Baylor University's Center for Professional Selling has launched a mentor program for current students, pairing young salespersons with sales veterans to help prepare ProSales students for future success both personally and professionally.

The mentor program consists of 50 students (mentees) and over 40 sales leaders (mentors). The mentors advise and work with mentees on different goals. They are encouraged to, first and foremost, listen to the objectives and aspirations of the mentee and help determine the primary challenges in attaining those goals. The mentors set clear expectations and commitments from the mentee to ensure the mentorship relationship is productive and helpful.

According to a survey of current mentors and mentees in the program, the relationships have helped students clarify what business best suits them, increased the students' level of confidence, provided valuable insights and perspective into the sales profession and put the students in a position to be successful in their future endeavors.

The ProSales mentors are talented sales professionals who exhibit dedication to the coaching process. "I welcomed the opportunity to help these young people make the transition from student to business professional. I have been around in the business world for many years and thought that sharing my experiences might help them accelerate their learning curve," said Jack Trimm, a mentor and director of Human Resources at AFFLINK, a global leader in supply chain optimization based in Tuscaloosa, AL.

"I want to help build a level of confidence that will help the student in any circumstance he will face while a student, as well as after he gets into the work world. I want him to realize that there are people who sincerely want to see him succeed and are willing to spend a little time to make sure that happens," said Trimm.

Trimm described the relationship with his mentee like a big brother. "I want to be someone he feels comfortable asking questions, seeking advice from, or just talking with when he needs someone's ear."

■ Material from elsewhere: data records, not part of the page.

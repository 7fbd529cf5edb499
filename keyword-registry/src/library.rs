//! Library types: the declared members of an instance provider.

use std::collections::BTreeMap;
use std::fmt;
use std::sync::Arc;

use keyword_primitives::{
    ArgumentSpec, Arguments, ExposureMetadata, KeywordResult, Value, clean_doc,
};

use crate::callable::{Callable, KeywordFn};
use crate::provider::Member;

/// A type whose instances can supply keywords.
///
/// [`Library::library_type`] plays the role of the type descriptor: it lists
/// the members declared on the type. Instance-local state is reported
/// separately through [`Library::instance_members`].
pub trait Library: Send + Sync + Sized + 'static {
    /// Describes the members declared on the type.
    fn library_type() -> LibraryType<Self>;

    /// Members held by this particular instance.
    fn instance_members(&self) -> Vec<Member> {
        Vec::new()
    }

    /// Type name this instance reports at runtime.
    ///
    /// Discovery rejects instances whose reported name differs from the type
    /// they were registered as.
    fn reported_type_name(&self) -> &str {
        std::any::type_name::<Self>()
    }
}

impl Library for () {
    fn library_type() -> LibraryType<Self> {
        LibraryType::new()
    }
}

type MethodFn<T> = dyn Fn(&T, Arguments) -> KeywordResult<Value> + Send + Sync;
type PropertyFn<T> = dyn Fn(&T) -> Value + Send + Sync;

/// A method declared on a library type.
pub struct Method<T> {
    name: String,
    func: Arc<MethodFn<T>>,
    spec: ArgumentSpec,
    doc: String,
    exposure: Option<ExposureMetadata>,
}

impl<T> Method<T>
where
    T: Send + Sync + 'static,
{
    /// Creates an unexposed method.
    ///
    /// `spec` lists the parameters after the receiver, which is recorded
    /// automatically.
    #[must_use]
    pub fn new<F>(name: impl Into<String>, spec: ArgumentSpec, func: F) -> Self
    where
        F: Fn(&T, Arguments) -> KeywordResult<Value> + Send + Sync + 'static,
    {
        Self {
            name: name.into(),
            func: Arc::new(func),
            spec: spec.with_receiver(),
            doc: String::new(),
            exposure: None,
        }
    }

    /// Sets the documentation, normalised with [`clean_doc`].
    #[must_use]
    pub fn with_doc(mut self, doc: &str) -> Self {
        self.doc = clean_doc(doc);
        self
    }

    /// Attaches exposure metadata, turning the method into a keyword.
    #[must_use]
    pub fn exposed(mut self, metadata: ExposureMetadata) -> Self {
        self.exposure = Some(metadata);
        self
    }

    /// The method's own name.
    #[must_use]
    pub fn name(&self) -> &str {
        &self.name
    }

    pub(crate) fn bind(&self, instance: &Arc<T>) -> Callable {
        let instance = Arc::clone(instance);
        let func = Arc::clone(&self.func);
        let bound: Arc<KeywordFn> =
            Arc::new(move |arguments: Arguments| func(&instance, arguments));
        Callable::bound(
            self.name.clone(),
            bound,
            self.spec.clone(),
            self.doc.clone(),
            self.exposure.clone(),
        )
    }
}

impl<T> fmt::Debug for Method<T> {
    fn fmt(&self, f: &mut fmt::Formatter<'_>) -> fmt::Result {
        f.debug_struct("Method")
            .field("name", &self.name)
            .field("spec", &self.spec)
            .field("exposure", &self.exposure)
            .finish_non_exhaustive()
    }
}

/// A member declared on a library type.
pub enum TypeMember<T> {
    /// Method bound to the instance on discovery.
    Method(Method<T>),
    /// Computed attribute. Discovery never evaluates it.
    Property(Arc<PropertyFn<T>>),
    /// Plain value shared by all instances.
    Constant(Value),
}

impl<T> fmt::Debug for TypeMember<T> {
    fn fmt(&self, f: &mut fmt::Formatter<'_>) -> fmt::Result {
        match self {
            Self::Method(method) => f.debug_tuple("Method").field(method).finish(),
            Self::Property(_) => f.write_str("Property"),
            Self::Constant(value) => f.debug_tuple("Constant").field(value).finish(),
        }
    }
}

/// Documentation and arguments of a library's initializer.
#[derive(Clone, Debug, Default)]
pub struct Initializer {
    spec: ArgumentSpec,
    doc: String,
}

impl Initializer {
    /// Initializer arguments, without the receiver.
    #[must_use]
    pub fn spec(&self) -> &ArgumentSpec {
        &self.spec
    }

    /// Initializer documentation.
    #[must_use]
    pub fn doc(&self) -> &str {
        &self.doc
    }
}

/// Declared members and documentation of a library type.
pub struct LibraryType<T> {
    name: &'static str,
    doc: String,
    init: Initializer,
    members: BTreeMap<String, TypeMember<T>>,
}

impl<T> LibraryType<T>
where
    T: Send + Sync + 'static,
{
    /// Creates an empty description named after `T`.
    #[must_use]
    pub fn new() -> Self {
        Self {
            name: std::any::type_name::<T>(),
            doc: String::new(),
            init: Initializer::default(),
            members: BTreeMap::new(),
        }
    }

    /// Sets the library-level documentation.
    #[must_use]
    pub fn with_doc(mut self, doc: &str) -> Self {
        self.doc = clean_doc(doc);
        self
    }

    /// Describes the initializer's arguments and documentation.
    #[must_use]
    pub fn with_init(mut self, spec: ArgumentSpec, doc: &str) -> Self {
        self.init = Initializer {
            spec,
            doc: clean_doc(doc),
        };
        self
    }

    /// Declares a method; a later declaration with the same name replaces it.
    #[must_use]
    pub fn method(mut self, method: Method<T>) -> Self {
        self.members
            .insert(method.name.clone(), TypeMember::Method(method));
        self
    }

    /// Declares a computed attribute.
    #[must_use]
    pub fn property<F>(mut self, name: impl Into<String>, getter: F) -> Self
    where
        F: Fn(&T) -> Value + Send + Sync + 'static,
    {
        self.members
            .insert(name.into(), TypeMember::Property(Arc::new(getter)));
        self
    }

    /// Declares a constant attribute.
    #[must_use]
    pub fn constant(mut self, name: impl Into<String>, value: impl Into<Value>) -> Self {
        self.members
            .insert(name.into(), TypeMember::Constant(value.into()));
        self
    }
}

impl<T> Default for LibraryType<T>
where
    T: Send + Sync + 'static,
{
    fn default() -> Self {
        Self::new()
    }
}

impl<T> LibraryType<T> {
    /// Type name the description was created for.
    #[must_use]
    pub fn name(&self) -> &'static str {
        self.name
    }

    /// Library-level documentation.
    #[must_use]
    pub fn doc(&self) -> &str {
        &self.doc
    }

    /// Initializer description.
    #[must_use]
    pub fn init(&self) -> &Initializer {
        &self.init
    }

    /// Looks up a declared member.
    #[must_use]
    pub fn member(&self, name: &str) -> Option<&TypeMember<T>> {
        self.members.get(name)
    }

    /// Names of all declared members, sorted.
    pub fn member_names(&self) -> impl Iterator<Item = &str> {
        self.members.keys().map(String::as_str)
    }

    /// Evaluates a declared property against `instance`.
    ///
    /// Returns `None` when `name` is not a property.
    #[must_use]
    pub fn evaluate_property(&self, instance: &T, name: &str) -> Option<Value> {
        match self.members.get(name)? {
            TypeMember::Property(getter) => Some(getter(instance)),
            TypeMember::Method(_) | TypeMember::Constant(_) => None,
        }
    }
}

impl<T> fmt::Debug for LibraryType<T> {
    fn fmt(&self, f: &mut fmt::Formatter<'_>) -> fmt::Result {
        f.debug_struct("LibraryType")
            .field("name", &self.name)
            .field("members", &self.members)
            .finish_non_exhaustive()
    }
}
//! Keyword library core facade.
//!
//! Depend on this crate to build keyword libraries for a test automation
//! host. It bundles the shared primitives, the registry, and the
//! `#[keyword]` attribute (enabled by the `macros` feature).
//!
//! ```ignore
//! use keyword_core::{DynamicCore, Namespace, Provider, keyword};
//!
//! #[keyword(tags = ["math"])]
//! /// Adds two numbers.
//! fn add(a: i64, b: i64) -> i64 {
//!     a + b
//! }
//!
//! let core = DynamicCore::new((), [Provider::namespace(Namespace::from_module(module_path!()))])?;
//! assert_eq!(core.keyword_names(), ["add"]);
//! ```

#![warn(missing_docs, clippy::pedantic)]

pub use keyword_primitives as primitives;
pub use keyword_registry as registry;

pub use keyword_registry::{
    ArgumentBinder, ArgumentSpec, ArgumentSpecBuilder, Arguments, Callable, CoreConfig,
    DynamicCore, Error, ExposureMetadata, FunctionEntry, HybridCore, INIT, INTRO, Initializer,
    InstanceProvider, Keyword, KeywordError, KeywordFn, KeywordInfo, KeywordLibrary,
    KeywordResult, Library, LibraryType, Map, Member, MemberValue, Members, Method, Namespace,
    Provider, Result, StaticCore, TypeMember, Value, clean_doc,
};

/// Attribute exposing a function or `&self` method as a keyword (enabled by
/// the `macros` feature).
#[cfg(feature = "macros")]
pub use keyword_macros::keyword;

#[doc(hidden)]
pub mod __private {
    pub use inventory;
    pub use keyword_primitives::{default_value, into_return};
}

Britney Wekesser, a 2009 Baylor ProSales graduate and organizational leader for the Plano (TX) Walmart, is also serving as a mentor for current students. "I have developed a passion for helping others pursue their dreams in the confines of a professional career," said Wekesser. "It is a true blessing to impact a student's life while getting a front row seat into her professional career. Mentorship doesn't stop after graduation, it is a life-long partnership."

"The ProSales mentor program guides students through the job search process while offering strategic and innovative practices to become a successful and competitive business-savvy individual," said Wekesser.

The value of these relationships cannot be overstated for students gain different perspectives and engage with empathetic sales leaders. "Students often want, and need, to be able to confide in someone outside their authority structure. They often want to be able to network with someone who is actually doing what they want to do and may have faced exactly the same circumstances they are facing," said Trimm.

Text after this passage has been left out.